* _Exercise requirements_
When you reach the listing, restate it word for word, leaving nothing out.
◇ ◇ ◇
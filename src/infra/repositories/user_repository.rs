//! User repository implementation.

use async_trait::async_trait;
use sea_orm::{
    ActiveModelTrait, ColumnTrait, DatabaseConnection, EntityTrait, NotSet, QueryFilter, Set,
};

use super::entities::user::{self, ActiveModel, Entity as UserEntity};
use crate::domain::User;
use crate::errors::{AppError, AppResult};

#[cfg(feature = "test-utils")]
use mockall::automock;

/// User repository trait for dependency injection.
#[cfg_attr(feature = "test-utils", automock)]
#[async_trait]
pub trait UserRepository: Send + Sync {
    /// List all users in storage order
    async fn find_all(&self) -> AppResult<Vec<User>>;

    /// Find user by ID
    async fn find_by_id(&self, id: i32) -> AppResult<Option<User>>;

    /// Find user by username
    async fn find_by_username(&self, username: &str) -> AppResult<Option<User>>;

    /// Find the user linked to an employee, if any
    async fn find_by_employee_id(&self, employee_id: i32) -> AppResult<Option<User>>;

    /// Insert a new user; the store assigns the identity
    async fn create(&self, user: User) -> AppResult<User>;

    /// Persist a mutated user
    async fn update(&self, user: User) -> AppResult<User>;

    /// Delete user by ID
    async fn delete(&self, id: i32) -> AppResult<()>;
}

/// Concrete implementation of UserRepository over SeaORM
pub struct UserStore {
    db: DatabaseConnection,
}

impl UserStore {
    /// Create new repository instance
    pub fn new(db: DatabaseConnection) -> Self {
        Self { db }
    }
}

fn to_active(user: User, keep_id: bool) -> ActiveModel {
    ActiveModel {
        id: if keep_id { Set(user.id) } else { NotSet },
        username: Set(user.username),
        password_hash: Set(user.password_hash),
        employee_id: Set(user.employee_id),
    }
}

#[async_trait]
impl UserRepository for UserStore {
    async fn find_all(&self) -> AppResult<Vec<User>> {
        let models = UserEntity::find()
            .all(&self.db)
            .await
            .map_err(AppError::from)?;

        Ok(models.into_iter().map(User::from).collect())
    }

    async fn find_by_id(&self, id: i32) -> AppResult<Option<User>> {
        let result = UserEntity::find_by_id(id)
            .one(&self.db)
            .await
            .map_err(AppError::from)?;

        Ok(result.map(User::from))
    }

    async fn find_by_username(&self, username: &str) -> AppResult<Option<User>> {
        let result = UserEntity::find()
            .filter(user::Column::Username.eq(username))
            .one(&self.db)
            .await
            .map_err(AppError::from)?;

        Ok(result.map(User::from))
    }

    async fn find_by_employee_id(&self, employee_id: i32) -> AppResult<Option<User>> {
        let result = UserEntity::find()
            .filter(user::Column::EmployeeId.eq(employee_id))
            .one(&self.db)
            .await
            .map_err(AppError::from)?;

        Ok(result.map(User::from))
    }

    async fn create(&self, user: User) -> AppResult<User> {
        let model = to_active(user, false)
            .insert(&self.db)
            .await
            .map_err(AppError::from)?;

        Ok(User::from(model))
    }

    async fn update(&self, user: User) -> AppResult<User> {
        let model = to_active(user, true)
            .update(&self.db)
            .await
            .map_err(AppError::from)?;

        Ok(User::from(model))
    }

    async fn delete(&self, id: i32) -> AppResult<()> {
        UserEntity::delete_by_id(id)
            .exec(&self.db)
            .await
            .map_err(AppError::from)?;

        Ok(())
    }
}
◇ ◇ ◇
* _Solution to this problem_
filename src/infra/repositories/user_repository.rs
//! User repository implementation.

use async_trait::async_trait;
use sea_orm::{
    ActiveModelTrait, ColumnTrait, DatabaseConnection, EntityTrait, NotSet, QueryFilter, Set,
};

use super::entities::user::{self, ActiveModel, Entity as UserEntity};
use crate::domain::User;
use crate::errors::{AppError, AppResult};

#[cfg(feature = "test-utils")]
use mockall::automock;

/// User repository trait for dependency injection.
#[cfg_attr(feature = "test-utils", automock)]
#[async_trait]
pub trait UserRepository: Send + Sync {
    /// List all users in storage order
    async fn find_all(&self) -> AppResult<Vec<User>>;

    /// Find user by ID
    async fn find_by_id(&self, id: i32) -> AppResult<Option<User>>;

    /// Find user by username
    async fn find_by_username(&self, username: &str) -> AppResult<Option<User>>;

    /// Find the user linked to an employee, if any
    async fn find_by_employee_id(&self, employee_id: i32) -> AppResult<Option<User>>;

    /// Insert a new user; the store assigns the identity
    async fn create(&self, user: User) -> AppResult<User>;

    /// Persist a mutated user
    async fn update(&self, user: User) -> AppResult<User>;

    /// Delete user by ID
    async fn delete(&self, id: i32) -> AppResult<()>;
}

/// Concrete implementation of UserRepository over SeaORM
pub struct UserStore {
    db: DatabaseConnection,
}

impl UserStore {
    /// Create new repository instance
    pub fn new(db: DatabaseConnection) -> Self {
        Self { db }
    }
}

fn to_active(user: User, keep_id: bool) -> ActiveModel {
    ActiveModel {
        id: if keep_id { Set(user.id) } else { NotSet },
        username: Set(user.username),
        password_hash: Set(user.password_hash),
        employee_id: Set(user.employee_id),
    }
}

#[async_trait]
impl UserRepository for UserStore {
    async fn find_all(&self) -> AppResult<Vec<User>> {
        let models = UserEntity::find()
            .all(&self.db)
            .await
            .map_err(AppError::from)?;

        Ok(models.into_iter().map(User::from).collect())
    }

    async fn find_by_id(&self, id: i32) -> AppResult<Option<User>> {
        let result = UserEntity::find_by_id(id)
            .one(&self.db)
            .await
            .map_err(AppError::from)?;

        Ok(result.map(User::from))
    }

    async fn find_by_username(&self, username: &str) -> AppResult<Option<User>> {
        let result = UserEntity::find()
            .filter(user::Column::Username.eq(username))
            .one(&self.db)
            .await
            .map_err(AppError::from)?;

        Ok(result.map(User::from))
    }

    async fn find_by_employee_id(&self, employee_id: i32) -> AppResult<Option<User>> {
        let result = UserEntity::find()
            .filter(user::Column::EmployeeId.eq(employee_id))
            .one(&self.db)
            .await
            .map_err(AppError::from)?;

        Ok(result.map(User::from))
    }

    async fn create(&self, user: User) -> AppResult<User> {
        let model = to_active(user, false)
            .insert(&self.db)
            .await
            .map_err(AppError::from)?;

        Ok(User::from(model))
    }

    async fn update(&self, user: User) -> AppResult<User> {
        let model = to_active(user, true)
            .update(&self.db)
            .await
            .map_err(AppError::from)?;

        Ok(User::from(model))
    }

    async fn delete(&self, id: i32) -> AppResult<()> {
        UserEntity::delete_by_id(id)
            .exec(&self.db)
            .await
            .map_err(AppError::from)?;

        Ok(())
    }
}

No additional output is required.